[Dataset entries]
*** Begin section ***
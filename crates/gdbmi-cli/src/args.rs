use clap::{Parser, Subcommand, ValueEnum};
use std::fmt;
use std::path::PathBuf;

#[derive(Parser)]
#[command(name = "gdbmi")]
#[command(about = "Talk to GDB over its machine interface", long_about = None)]
#[command(version)]
pub struct Cli {
    /// Configuration file (default: $GDBMI_CONFIG, then the user config directory)
    #[arg(long, global = true)]
    pub config: Option<String>,

    #[arg(long, default_value = "warn", global = true)]
    pub log_level: LogLevel,

    #[command(subcommand)]
    pub command: Commands,
}

#[derive(Subcommand)]
pub enum Commands {
    /// Parse an MI transcript and print one JSON object per record
    Parse {
        /// Transcript file; stdin when omitted
        file: Option<PathBuf>,

        /// Report unparsable lines on stderr and keep going
        #[arg(long)]
        skip_errors: bool,
    },

    /// Host debugger sessions driven by requests on stdin
    Serve,

    Config {
        #[command(subcommand)]
        command: ConfigCommand,
    },
}

#[derive(Subcommand)]
pub enum ConfigCommand {
    /// Print the effective configuration
    Show,

    /// Write the default configuration to the config path
    Init {
        #[arg(long)]
        force: bool,
    },
}

#[derive(Debug, Clone, Copy, PartialEq, Eq, ValueEnum)]
#[value(rename_all = "lowercase")]
pub enum LogLevel {
    Error,
    Warn,
    Info,
    Debug,
    Trace,
}

impl fmt::Display for LogLevel {
    fn fmt(&self, f: &mut fmt::Formatter<'_>) -> fmt::Result {
        match self {
            LogLevel::Error => write!(f, "error"),
            LogLevel::Warn => write!(f, "warn"),
            LogLevel::Info => write!(f, "info"),
            LogLevel::Debug => write!(f, "debug"),
            LogLevel::Trace => write!(f, "trace"),
        }
    }
}
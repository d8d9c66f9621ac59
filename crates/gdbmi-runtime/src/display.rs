use crate::ui::{DisplayContext, DisplayValue};
use gdbmi_types::Frame;
use std::collections::BTreeMap;

/// Watch expressions and the values they took at each stop address.
#[derive(Debug, Default)]
pub struct DisplayRegistry {
    exprs: Vec<String>,
    values: BTreeMap<String, Vec<DisplayValue>>,
}

impl DisplayRegistry {
    /// Register `expr`; returns `false` if it was already watched.
    pub fn add(&mut self, expr: &str) -> bool {
        if self.exprs.iter().any(|e| e == expr) {
            return false;
        }
        self.exprs.push(expr.to_string());
        true
    }

    pub fn exprs(&self) -> &[String] {
        &self.exprs
    }

    pub fn is_empty(&self) -> bool {
        self.exprs.is_empty()
    }

    /// Record the latest value of `expr` at `addr`.
    pub fn record(&mut self, addr: &str, expr: &str, value: String) {
        let values = self.values.entry(addr.to_string()).or_default();
        match values.iter_mut().find(|v| v.expr == expr) {
            Some(existing) => existing.value = value,
            None => values.push(DisplayValue {
                expr: expr.to_string(),
                value,
            }),
        }
    }

    pub fn values_at(&self, addr: &str) -> &[DisplayValue] {
        self.values.get(addr).map(Vec::as_slice).unwrap_or(&[])
    }

    pub fn context(&self, session: &str, frame: &Frame) -> DisplayContext {
        let addr = stop_address(frame);
        DisplayContext {
            session: session.to_string(),
            values: self.values_at(&addr).to_vec(),
            addr,
            frame: frame.clone(),
        }
    }
}

pub(crate) fn stop_address(frame: &Frame) -> String {
    frame.addr.clone().unwrap_or_default()
}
*** End section ***
### What is required
Isolate the lines above that contain the word "global" and copy them.

### Answer for this exercise
    #[arg(long, global = true)]
    #[arg(long, default_value = "warn", global = true)]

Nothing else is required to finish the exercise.